I make no pretense at having even a significant fraction of Ammons’ massive oeuvre in my personal collection. No matter which album I choose to write about, someone out there will say, “Why on earth did he pick THAT one instead of…” The answer, of course, is “I have a copy of the one I picked and I don’t have the other one”.
So which one did I pick? It could be none other than the compilation disk, “Legends Of Acid Jazz: Gene Ammons”. This album was released by Prestige in 1997, and it consists of material that Ammons recorded in 1962, 1970 and 1971.
Writing on the allmusic.com web site, esteemed jazz writer Scott Yanow said of this album, “There are many more rewarding Gene Ammons reissues currently available.” With all due respect to Mr. Yanow, I don’t think this compilation is nearly as bad as he would have you believe.
Three recording sessions means three sets of musicians.
Tracks 1 through 6, recorded November 11, 1970:
Gene Ammons, tenor sax
George Freeman, guitar
Harold Mabern, piano, electric piano (tracks 2 and 6)
Ron Carter, bass
Idris Muhammad, drums
Tracks 7 through 12, recorded February 8, 1971:
Gene Ammons, tenor sax (except track 8)
Sonny Stitt, tenor sax (except track 11)
Leon Spencer, organ
George Freeman, guitar
Idris Muhammad, drums
Tracks 13 and 14, recorded May 1962:
Gene Ammons, tenor sax
Don Patterson, organ
Paul Weeden, guitar
Billy James, drums
All tracks recorded by Rudy Van Gelder and re-mastered in 1997 by Kirk Felton for Fantasy Studios, Berkeley.
The album opens with “The Black Cat”, written by guitarist George Freeman.
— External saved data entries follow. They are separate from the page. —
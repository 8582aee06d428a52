use parking_lot::Mutex;
use std::collections::VecDeque;
use std::sync::Arc;
use std::sync::atomic::{AtomicU64, Ordering};
use std::time::Duration;

const MAX_LATENCY_SAMPLES: usize = 1000;

fn calculate_percentile(sorted_samples: &[Duration], percentile: f64) -> Duration {
    if sorted_samples.is_empty() {
        return Duration::ZERO;
    }

    let percentile = percentile.clamp(0.0, 1.0);
    let last = sorted_samples.len() - 1;
    let index = ((percentile * last as f64).floor() as usize).min(last);

    sorted_samples.get(index).copied().unwrap_or(Duration::ZERO)
}

/// Point-in-time copy of the delivery counters.
#[derive(Debug, Clone, Default, PartialEq)]
pub struct MetricsSnapshot {
    pub enqueued: u64,
    pub dropped: u64,
    pub batches_delivered: u64,
    pub batches_failed: u64,
    pub records_delivered: u64,
    pub records_requeued: u64,
    pub records_discarded: u64,
    pub teardown_flushes: u64,
    pub teardown_records: u64,
    pub last_latency: Duration,
    pub p95_latency: Duration,
}

/// Lock-free delivery counters shared by every clone of a coordinator.
#[derive(Clone, Default)]
pub struct DeliveryMetrics {
    enqueued: Arc<AtomicU64>,
    dropped: Arc<AtomicU64>,
    batches_delivered: Arc<AtomicU64>,
    batches_failed: Arc<AtomicU64>,
    records_delivered: Arc<AtomicU64>,
    records_requeued: Arc<AtomicU64>,
    records_discarded: Arc<AtomicU64>,
    teardown_flushes: Arc<AtomicU64>,
    teardown_records: Arc<AtomicU64>,
    last_latency_us: Arc<AtomicU64>,
    latency_samples: Arc<Mutex<VecDeque<Duration>>>,
}

impl DeliveryMetrics {
    pub fn new() -> Self {
        Self::default()
    }

    pub fn record_enqueued(&self) {
        self.enqueued.fetch_add(1, Ordering::Relaxed);
    }

    pub fn record_dropped(&self) {
        self.dropped.fetch_add(1, Ordering::Relaxed);
    }

    pub fn record_delivered(&self, records: usize, latency: Duration) {
        self.batches_delivered.fetch_add(1, Ordering::Relaxed);
        self.records_delivered
            .fetch_add(records as u64, Ordering::Relaxed);
        self.record_latency(latency);
    }

    /// A failed attempt whose records went back to the queue head.
    pub fn record_requeued(&self, records: usize, latency: Duration) {
        self.batches_failed.fetch_add(1, Ordering::Relaxed);
        self.records_requeued
            .fetch_add(records as u64, Ordering::Relaxed);
        self.record_latency(latency);
    }

    /// A failed attempt whose records were dropped for good.
    pub fn record_discarded(&self, records: usize) {
        self.batches_failed.fetch_add(1, Ordering::Relaxed);
        self.records_discarded
            .fetch_add(records as u64, Ordering::Relaxed);
    }

    pub fn record_teardown(&self, records: usize) {
        self.teardown_flushes.fetch_add(1, Ordering::Relaxed);
        self.teardown_records
            .fetch_add(records as u64, Ordering::Relaxed);
    }

    fn record_latency(&self, latency: Duration) {
        self.last_latency_us
            .store(latency.as_micros() as u64, Ordering::Relaxed);

        let mut samples = self.latency_samples.lock();
        if samples.len() == MAX_LATENCY_SAMPLES {
            samples.pop_front();
        }
        samples.push_back(latency);
    }

    pub fn snapshot(&self) -> MetricsSnapshot {
        let p95_latency = {
            let mut sorted: Vec<Duration> = self.latency_samples.lock().iter().copied().collect();
            sorted.sort_unstable();
            calculate_percentile(&sorted, 0.95)
        };

        MetricsSnapshot {
            enqueued: self.enqueued.load(Ordering::Relaxed),
            dropped: self.dropped.load(Ordering::Relaxed),
            batches_delivered: self.batches_delivered.load(Ordering::Relaxed),
            batches_failed: self.batches_failed.load(Ordering::Relaxed),
            records_delivered: self.records_delivered.load(Ordering::Relaxed),
            records_requeued: self.records_requeued.load(Ordering::Relaxed),
            records_discarded: self.records_discarded.load(Ordering::Relaxed),
            teardown_flushes: self.teardown_flushes.load(Ordering::Relaxed),
            teardown_records: self.teardown_records.load(Ordering::Relaxed),
            last_latency: Duration::from_micros(self.last_latency_us.load(Ordering::Relaxed)),
            p95_latency,
        }
    }
}

impl std::fmt::Debug for DeliveryMetrics {
    fn fmt(&self, f: &mut std::fmt::Formatter<'_>) -> std::fmt::Result {
        f.debug_tuple("DeliveryMetrics").field(&self.snapshot()).finish()
    }
}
This is an interesting piece of music that opens with a repetitive vamp that is borderline irritating. It is quickly relegated to the rhythm section and Ammons goes about the business of making a good if not great song out of what could have been a disaster.
“Piece To Keep Away Evil Spirits” is one of only three Ammons compositions on this album. It’s a joy to listen to Ammons here as he is clearly playing exceptionally well despite having been released from jail only months before. Idris Muhammad and the others are by no means struggling to keep up, but Ammons is obviously the leader. Muhammad and Mabern especially stand out.
The George Harrison song, “Something”, offers a nice change of pace, although for my money they could have left off the strings.
“Hi Ruth” is another Ammons composition and in the opening Mabern on piano really shines. But it’s Ammons’ show, and Muhammad’s. This is a song that manages to be upbeat and mellow at the same time, a trick not just anyone can pull off.
“You Talk That Talk” was written by organist Leon Spencer, and it’s a shame he has to take the background in this recording, especially considering his career was surely one of the shortest ever. Unfortunately for Spencer, the main conversation in this song is between the two tenor sax heavyweights in the room, Ammons and Sonny Stitt.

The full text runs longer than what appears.